Screen OS

 View Only
last person joined: one year ago 

This is a legacy community with limited Juniper monitoring.
  • 1.  netscreen remote with source based routing

    Posted 02-24-2009 19:07
      |   view attached

    I wan to configure netscreen remote vpn client with source based routing ssg-320 on the HO site.
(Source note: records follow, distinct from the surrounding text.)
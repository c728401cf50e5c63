//! Command-Line Source Integration Tests
//!
//! Tests for projecting parsed options onto the key space and for the
//! documented empty-value asymmetry: an absent or empty flag never overrides
//! a lower-priority source.

mod common;

use common::TestSettings;
use conflux::{CliOptions, CommandLineSource, ConfigResolver, MemorySource};

fn parsed_options(setting: Option<&str>, int_value: Option<&str>, int_array: &[i64]) -> CliOptions {
    let mut options = CliOptions::new();
    options.insert("MySetting", setting.map(String::from));
    options.insert("MyIntValue", int_value.map(String::from));
    options.insert_sequence("IntArray", int_array.iter());
    options
}

fn cli_source(options: CliOptions) -> CommandLineSource {
    CommandLineSource::new(options)
        .map("MyIntValue", "Subsection:MyIntValue")
        .map("IntArray", "Subsection:IntArray")
}

// =============================================================================
// Projection
// =============================================================================

#[test]
fn test_options_project_onto_canonical_keys() {
    let mut resolver = ConfigResolver::new();
    resolver.register(cli_source(parsed_options(
        Some("from args"),
        Some("7"),
        &[12, 34],
    )));
    resolver.build().unwrap();

    let settings: TestSettings = resolver.bind();
    assert_eq!(settings.my_setting, "from args");
    assert_eq!(settings.subsection.my_int_value, 7);
    assert_eq!(settings.subsection.int_array, vec![12, 34]);
}

// =============================================================================
// Precedence
// =============================================================================

#[test]
fn test_cli_overrides_lower_priority_sources() {
    let mut resolver = ConfigResolver::new();
    resolver.register(MemorySource::new([
        ("MySetting", "from memory"),
        ("Subsection:MyIntValue", "4"),
    ]));
    resolver.register(cli_source(parsed_options(Some("from args"), None, &[])));
    resolver.build().unwrap();

    assert_eq!(resolver.get("MySetting").as_deref(), Some("from args"));
    // Unset option leaves the lower source's value intact
    assert_eq!(resolver.get("Subsection:MyIntValue").as_deref(), Some("4"));
}

#[test]
fn test_empty_value_does_not_override() {
    let mut resolver = ConfigResolver::new();
    resolver.register(MemorySource::new([("MySetting", "from memory")]));
    resolver.register(cli_source(parsed_options(Some(""), None, &[])));
    resolver.build().unwrap();

    assert_eq!(resolver.get("MySetting").as_deref(), Some("from memory"));
}

#[test]
fn test_cli_array_replaces_lower_elements_positionally() {
    let mut resolver = ConfigResolver::new();
    resolver.register(MemorySource::new([
        ("Subsection:IntArray:0", "1"),
        ("Subsection:IntArray:1", "2"),
        ("Subsection:IntArray:2", "3"),
    ]));
    resolver.register(cli_source(parsed_options(None, None, &[70, 80])));
    resolver.build().unwrap();

    // Merge is per key: indices the CLI did not provide keep the lower value
    let settings: TestSettings = resolver.bind();
    assert_eq!(settings.subsection.int_array, vec![70, 80, 3]);
}
//! Shared test fixtures and settings shapes
#![allow(dead_code)]

use conflux::{Bindable, FieldDescriptor, PrimitiveKind, ShapeDescriptor};
use serde::{Deserialize, Serialize};
use std::path::PathBuf;
use tempfile::TempDir;

/// Settings shape used across the integration suites
#[derive(Debug, Default, PartialEq, Serialize, Deserialize)]
#[serde(default)]
pub struct TestSettings {
    pub my_setting: String,
    pub subsection: TestSubsection,
}

#[derive(Debug, Default, PartialEq, Serialize, Deserialize)]
#[serde(default)]
pub struct TestSubsection {
    pub my_int_value: i64,
    pub int_array: Vec<i64>,
}

impl Bindable for TestSettings {
    fn shape() -> ShapeDescriptor {
        ShapeDescriptor::new(vec![
            FieldDescriptor::text("my_setting", "MySetting"),
            FieldDescriptor::nested("subsection", "Subsection", TestSubsection::shape),
        ])
    }
}

impl Bindable for TestSubsection {
    fn shape() -> ShapeDescriptor {
        ShapeDescriptor::new(vec![
            FieldDescriptor::integer("my_int_value", "MyIntValue"),
            FieldDescriptor::array("int_array", "IntArray", PrimitiveKind::Integer),
        ])
    }
}

/// Temporary directory with JSON file helpers
pub struct TestFixture {
    pub dir: TempDir,
}

impl TestFixture {
    pub fn new() -> Self {
        Self {
            dir: TempDir::new().expect("create temp dir"),
        }
    }

    pub fn path(&self, name: &str) -> PathBuf {
        self.dir.path().join(name)
    }

    pub fn write_json(&self, name: &str, content: &str) -> PathBuf {
        let path = self.path(name);
        std::fs::write(&path, content).expect("write test file");
        path
    }
}
// Basic usage example for conflux
//
// Run with: cargo run --example basic_usage

use conflux::{Bindable, ConfigResolver, EnvSource, FieldDescriptor, MemorySource};
use conflux::{PrimitiveKind, ShapeDescriptor};
use serde::{Deserialize, Serialize};

// Define your settings shapes
#[derive(Debug, Default, Serialize, Deserialize)]
#[serde(default)]
struct Settings {
    my_setting: String,
    subsection: Subsection,
}

#[derive(Debug, Default, Serialize, Deserialize)]
#[serde(default)]
struct Subsection {
    my_int_value: i64,
    int_array: Vec<i64>,
}

impl Bindable for Settings {
    fn shape() -> ShapeDescriptor {
        ShapeDescriptor::new(vec![
            FieldDescriptor::text("my_setting", "MySetting"),
            FieldDescriptor::nested("subsection", "Subsection", Subsection::shape),
        ])
    }
}

impl Bindable for Subsection {
    fn shape() -> ShapeDescriptor {
        ShapeDescriptor::new(vec![
            FieldDescriptor::integer("my_int_value", "MyIntValue"),
            FieldDescriptor::array("int_array", "IntArray", PrimitiveKind::Integer),
        ])
    }
}

fn main() -> Result<(), Box<dyn std::error::Error>> {
    env_logger::init();

    println!("📦 conflux Basic Usage Example\n");

    // Layer an in-memory source under environment overrides; the prefix
    // keeps unrelated process variables out of the key space
    let mut resolver = ConfigResolver::new();
    resolver.register(MemorySource::new([
        ("MySetting", "Setting from in memory"),
        ("Subsection:MyIntValue", "4"),
    ]));
    resolver.register(EnvSource::new("APP_"));
    resolver.build()?;

    // Raw string access by key path
    let my_setting = resolver.get("MySetting").unwrap_or_default();
    let raw_int = resolver.get("Subsection:MyIntValue").unwrap_or_default();
    println!("Using my setting: {my_setting}");
    println!("Using my subsection setting: {raw_int}");

    // Section-scoped access
    let subsection = resolver.section("Subsection");
    println!(
        "Via section view: {}\n",
        subsection.get("MyIntValue").unwrap_or_default()
    );

    // Typed binding onto the settings shape
    let settings: Settings = resolver.bind();
    println!("✅ Bound settings: {settings:#?}\n");

    // Effective configuration with per-key provenance
    println!("🔎 Effective configuration:");
    print!("{}", conflux::dump_effective(&resolver));

    Ok(())
}
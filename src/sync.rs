//! Poison recovery extension traits for std::sync locks
//!
//! Snapshot swaps and overlay writes never leave partial state behind, so a
//! panicked writer does not invalidate the data. Recovery just takes the lock.

use std::sync::{Mutex, MutexGuard, RwLock, RwLockReadGuard, RwLockWriteGuard};

/// Extension trait for Mutex with poison recovery
pub trait MutexExt<T> {
    /// Lock the mutex, recovering from poison errors
    fn lock_recovered(&self) -> MutexGuard<'_, T>;
}

/// Extension trait for RwLock with poison recovery
pub trait RwLockExt<T> {
    /// Acquire a read lock, recovering from poison errors
    fn read_recovered(&self) -> RwLockReadGuard<'_, T>;

    /// Acquire a write lock, recovering from poison errors
    fn write_recovered(&self) -> RwLockWriteGuard<'_, T>;
}

impl<T> MutexExt<T> for Mutex<T> {
    fn lock_recovered(&self) -> MutexGuard<'_, T> {
        match self.lock() {
            Ok(guard) => guard,
            Err(poisoned) => {
                log::warn!("Mutex was poisoned, recovering");
                poisoned.into_inner()
            }
        }
    }
}

impl<T> RwLockExt<T> for RwLock<T> {
    fn read_recovered(&self) -> RwLockReadGuard<'_, T> {
        match self.read() {
            Ok(guard) => guard,
            Err(poisoned) => {
                log::warn!("RwLock was poisoned (read), recovering");
                poisoned.into_inner()
            }
        }
    }

    fn write_recovered(&self) -> RwLockWriteGuard<'_, T> {
        match self.write() {
            Ok(guard) => guard,
            Err(poisoned) => {
                log::warn!("RwLock was poisoned (write), recovering");
                poisoned.into_inner()
            }
        }
    }
}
The netscreen remote is able to connect to the HO while authenticating from the firewal/IAS, but is unable to access any resources in the HO. The refernce documents i used were

    http://kb.juniper.net/kb/documents/public/ApplicationNotes/Technical/ScreenOS%204.0.0/dialupvpn_xauth_ias.htm

    and

     

     http://www.corelan.be:8800/index.php/2009/01/22/juniper-netscreen-remote-dial-up-vpn-with-ad-radius-authentication-and-route-based-vpn-tunnel-interface/

     

    The configuration on HO ssg-320 is also attached.

     

    can any one have a clue

     

     

     


    #HO-not-working

    Attachment(s)

    txt
    HO-not-working.txt   93 KB 1 version


  • 2.  RE: netscreen remote with source based routing
    Best Answer

    Posted 02-24-2009 23:49

    you are requiring your users to authenticate again when they are connected to VPN

     

    set policy id 36 from "Remote Dial In Zone" to "Trust"  "10.90.1.0/24" "local-lan" "ANY" permit auth server "Local" user-group "teo-intl" log
    set policy id 36
    set log session-init

    Can you disable  this requirement and see if that helps ?

     

    Also, do you see anything usefull in a debug flow basic ?

     



  • 3.  RE: netscreen remote with source based routing

    Posted 02-25-2009 06:54

     

     

    The part of the config you are refering to is working as i am able to authenticate through the firewall/IAS server and can see a yellow key above the blue icon of netscreen remote



  • 4.  RE: netscreen remote with source based routing

    Posted 02-25-2009 06:58

    I'm not sure - because the policy has nothing to do with the VPN

    You are using route based VPN, so the policy only allows or stops traffic inside the tunnel

     

    users can authenticate, which is because the dial up vpn is configured correctly

     

    but I'm pretty sure the policy is stopping users from connecting to internal resources

     

    can you disable the auth part in the policy and see if it works then ?

     



  • 5.  RE: netscreen remote with source based routing

    Posted 02-25-2009 07:11

     

     

    Ok i will disable authentication on the policy and then see the result. Will get back to you by tomorrow. Also i can't see much in debug flow basic command.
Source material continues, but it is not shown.